↓↓↓

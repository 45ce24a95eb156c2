//! Access token management
//!
//! - Token storage with expiry tracking (file or in-memory)
//! - Cooperative refresh lock so concurrent processes fetch at most once
//! - Token issuance via `cgi-bin/token`

mod coordinator;
mod fetcher;
mod store;

pub use coordinator::TokenManager;
pub use fetcher::{
    CredentialFetcher, DEFAULT_TOKEN_LIFETIME_SECS, FetchedCredential, HttpCredentialFetcher,
};
pub use store::{
    CachedCredential, CredentialStore, FileCredentialStore, FileLock, LockGuard,
    MemoryCredentialStore, MemoryLock, RefreshLock,
};
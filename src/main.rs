//! WeChat webhook demo server
//!
//! Verifies callbacks from the WeChat Official Account platform, echoes text
//! messages back to the sender and greets new followers.

use anyhow::Result;
use async_trait::async_trait;
use std::net::SocketAddr;
use std::sync::Arc;
use tokio::signal;
use tracing::info;
use tracing_subscriber::{layer::SubscriberExt, util::SubscriberInitExt};

use weixinmp::webhook::{self, WebhookState};
use weixinmp::{InboundEvent, InboundMessage, InboundPayload, MessageHandler, MpConfig, OutboundMessage};

/// Echoes text and greets subscribers
struct EchoHandler;

#[async_trait]
impl MessageHandler for EchoHandler {
    async fn handle(&self, message: &InboundMessage) -> Option<OutboundMessage> {
        match message.payload() {
            InboundPayload::Text { content } => Some(OutboundMessage::text(content)),
            InboundPayload::Event(InboundEvent::Subscribe { .. }) => {
                Some(OutboundMessage::text("Welcome!"))
            }
            _ => None,
        }
    }
}

#[tokio::main]
async fn main() -> Result<()> {
    // Initialize logging
    tracing_subscriber::registry()
        .with(tracing_subscriber::EnvFilter::new(
            std::env::var("RUST_LOG").unwrap_or_else(|_| "info,weixinmp=debug".into()),
        ))
        .with(tracing_subscriber::fmt::layer())
        .init();

    info!("🚀 WeChat webhook starting...");

    // Load configuration
    let config = MpConfig::from_env()?;
    info!("📋 Configuration loaded for app {}", config.app_id);

    let addr: SocketAddr = config.webhook_addr.parse()?;
    let state = WebhookState::new(config.token.clone(), Arc::new(EchoHandler));

    let server = tokio::spawn(async move {
        if let Err(e) = webhook::run_server(addr, state).await {
            tracing::error!("Webhook server error: {}", e);
        }
    });

    info!("🌐 Webhook server listening on {}", config.webhook_addr);

    // Wait for shutdown signal
    match signal::ctrl_c().await {
        Ok(()) => info!("📢 Shutdown signal received"),
        Err(err) => tracing::error!("Unable to listen for shutdown signal: {}", err),
    }

    server.abort();
    info!("✅ WeChat webhook stopped");
    Ok(())
}
//! Error types for the SDK

use std::time::Duration;

/// Platform error codes meaning the access token itself was refused
const TOKEN_REJECTED_CODES: [i64; 3] = [40001, 40014, 42001];

/// SDK error type
#[derive(Debug, thiserror::Error)]
pub enum MpError {
    #[error("HTTP transport error: {0}")]
    Transport(#[from] reqwest::Error),

    #[error("HTTP status {status}: {body}")]
    Status { status: u16, body: String },

    #[error("WeChat API error {code}: {message}")]
    Api { code: i64, message: String },

    #[error("Invalid request signature")]
    InvalidSignature,

    #[error("Malformed payload: {0}")]
    MalformedPayload(String),

    #[error("Storage error: {0}")]
    Storage(#[from] std::io::Error),

    #[error("Timed out after {0:?} waiting for the token refresh lock")]
    LockTimeout(Duration),

    #[error("Failed to decode response: {0}")]
    Decode(#[from] serde_json::Error),

    #[error("Failed to encode message: {0}")]
    Encode(String),
}

impl MpError {
    /// True when the platform refused the access token (invalid or expired)
    pub fn is_token_rejected(&self) -> bool {
        matches!(self, MpError::Api { code, .. } if TOKEN_REJECTED_CODES.contains(code))
    }
}

/// Result type for SDK operations
pub type Result<T> = std::result::Result<T, MpError>;
//! Outbound message formatting
//!
//! One [`OutboundMessage`] value has two encodings:
//! - passive reply XML, written into the webhook response ([`Reply::to_xml`])
//! - customer service JSON, pushed via `message/custom/send`
//!   ([`OutboundMessage::to_custom_json`])

use chrono::Utc;
use quick_xml::Writer;
use quick_xml::events::{BytesCData, BytesEnd, BytesStart, BytesText, Event};
use serde::{Deserialize, Serialize};
use serde_json::{Value, json};

use crate::error::{MpError, Result};
use crate::types::InboundMessage;

// =============================================================================
// Message Bodies
// =============================================================================

#[derive(Debug, Clone, PartialEq, Serialize, Deserialize)]
pub struct Video {
    pub media_id: String,
    pub title: String,
    pub description: String,
}

#[derive(Debug, Clone, PartialEq, Serialize, Deserialize)]
pub struct Music {
    pub title: String,
    pub description: String,
    #[serde(rename = "musicurl")]
    pub music_url: String,
    #[serde(rename = "hqmusicurl")]
    pub hq_music_url: String,
    pub thumb_media_id: String,
}

/// One entry of a news message
#[derive(Debug, Clone, PartialEq, Serialize, Deserialize)]
pub struct Article {
    pub title: String,
    pub description: String,
    #[serde(rename = "picurl")]
    pub pic_url: String,
    pub url: String,
}

/// Outbound message payload
#[derive(Debug, Clone, PartialEq)]
pub enum OutboundMessage {
    Text { content: String },
    Image { media_id: String },
    Voice { media_id: String },
    Video(Video),
    Music(Music),
    News(Vec<Article>),
}

impl OutboundMessage {
    pub fn text(content: impl Into<String>) -> Self {
        Self::Text {
            content: content.into(),
        }
    }

    pub fn image(media_id: impl Into<String>) -> Self {
        Self::Image {
            media_id: media_id.into(),
        }
    }

    pub fn voice(media_id: impl Into<String>) -> Self {
        Self::Voice {
            media_id: media_id.into(),
        }
    }

    pub fn video(video: Video) -> Self {
        Self::Video(video)
    }

    pub fn music(music: Music) -> Self {
        Self::Music(music)
    }

    pub fn news(articles: Vec<Article>) -> Self {
        Self::News(articles)
    }

    /// Value of the `MsgType` / `msgtype` field
    pub fn msg_type(&self) -> &'static str {
        match self {
            Self::Text { .. } => "text",
            Self::Image { .. } => "image",
            Self::Voice { .. } => "voice",
            Self::Video(_) => "video",
            Self::Music(_) => "music",
            Self::News(_) => "news",
        }
    }

    /// JSON body for the customer service send API
    pub fn to_custom_json(&self, touser: &str) -> Value {
        let msgtype = self.msg_type();
        let body = match self {
            Self::Text { content } => json!({ "content": content }),
            Self::Image { media_id } | Self::Voice { media_id } => {
                json!({ "media_id": media_id })
            }
            Self::Video(video) => json!(video),
            Self::Music(music) => json!(music),
            Self::News(articles) => json!({ "articles": articles }),
        };

        json!({
            "touser": touser,
            "msgtype": msgtype,
            msgtype: body,
        })
    }
}

// =============================================================================
// Passive Reply
// =============================================================================

/// Header shared by every passive reply
#[derive(Debug, Clone, PartialEq, Eq)]
pub struct MessageHeader {
    pub to_user_name: String,
    pub from_user_name: String,
    pub create_time: i64,
}

/// A passive reply to an inbound message
#[derive(Debug, Clone, PartialEq)]
pub struct Reply {
    pub header: MessageHeader,
    pub message: OutboundMessage,
}

impl Reply {
    /// Address a reply back to the sender of `inbound`
    pub fn to(inbound: &InboundMessage, message: OutboundMessage) -> Self {
        Self {
            header: MessageHeader {
                to_user_name: inbound.from_user_name.clone(),
                from_user_name: inbound.to_user_name.clone(),
                create_time: Utc::now().timestamp(),
            },
            message,
        }
    }

    /// Render the reply as the XML document WeChat expects
    pub fn to_xml(&self) -> Result<String> {
        let mut w = XmlWriter::new();

        w.start("xml")?;
        w.cdata_element("ToUserName", &self.header.to_user_name)?;
        w.cdata_element("FromUserName", &self.header.from_user_name)?;
        w.text_element("CreateTime", &self.header.create_time.to_string())?;
        w.cdata_element("MsgType", self.message.msg_type())?;

        match &self.message {
            OutboundMessage::Text { content } => {
                w.cdata_element("Content", content)?;
            }
            OutboundMessage::Image { media_id } => {
                w.start("Image")?;
                w.cdata_element("MediaId", media_id)?;
                w.end("Image")?;
            }
            OutboundMessage::Voice { media_id } => {
                w.start("Voice")?;
                w.cdata_element("MediaId", media_id)?;
                w.end("Voice")?;
            }
            OutboundMessage::Video(video) => {
                w.start("Video")?;
                w.cdata_element("MediaId", &video.media_id)?;
                w.cdata_element("Title", &video.title)?;
                w.cdata_element("Description", &video.description)?;
                w.end("Video")?;
            }
            OutboundMessage::Music(music) => {
                w.start("Music")?;
                w.cdata_element("Title", &music.title)?;
                w.cdata_element("Description", &music.description)?;
                w.cdata_element("MusicUrl", &music.music_url)?;
                w.cdata_element("HQMusicUrl", &music.hq_music_url)?;
                w.cdata_element("ThumbMediaId", &music.thumb_media_id)?;
                w.end("Music")?;
            }
            OutboundMessage::News(articles) => {
                w.text_element("ArticleCount", &articles.len().to_string())?;
                w.start("Articles")?;
                for article in articles {
                    w.start("item")?;
                    w.cdata_element("Title", &article.title)?;
                    w.cdata_element("Description", &article.description)?;
                    w.cdata_element("PicUrl", &article.pic_url)?;
                    w.cdata_element("Url", &article.url)?;
                    w.end("item")?;
                }
                w.end("Articles")?;
            }
        }

        w.end("xml")?;
        w.finish()
    }
}

/// Thin wrapper over `quick_xml::Writer` mapping errors into `MpError`
struct XmlWriter {
    inner: Writer<Vec<u8>>,
}

impl XmlWriter {
    fn new() -> Self {
        Self {
            inner: Writer::new(Vec::new()),
        }
    }

    fn write(&mut self, event: Event<'_>) -> Result<()> {
        self.inner
            .write_event(event)
            .map_err(|e| MpError::Encode(e.to_string()))
    }

    fn start(&mut self, name: &str) -> Result<()> {
        self.write(Event::Start(BytesStart::new(name)))
    }

    fn end(&mut self, name: &str) -> Result<()> {
        self.write(Event::End(BytesEnd::new(name)))
    }

    fn text_element(&mut self, name: &str, value: &str) -> Result<()> {
        self.start(name)?;
        self.write(Event::Text(BytesText::new(value)))?;
        self.end(name)
    }

    /// CDATA cannot contain `]]>`, so such values are split across sections
    fn cdata_element(&mut self, name: &str, value: &str) -> Result<()> {
        self.start(name)?;
        let mut rest = value;
        while let Some(pos) = rest.find("]]>") {
            self.write(Event::CData(BytesCData::new(&rest[..pos + 2])))?;
            rest = &rest[pos + 2..];
        }
        self.write(Event::CData(BytesCData::new(rest)))?;
        self.end(name)
    }

    fn finish(self) -> Result<String> {
        String::from_utf8(self.inner.into_inner()).map_err(|e| MpError::Encode(e.to_string()))
    }
}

↑↑↑

=== REQUIRED WORK ===
Which of the lines above hold the string "struct"? Pick each of them out.

=== SOLUTION TO THIS TASK ===
struct EchoHandler;
pub struct Video {
pub struct Music {
pub struct Article {
pub struct MessageHeader {
pub struct Reply {
struct XmlWriter {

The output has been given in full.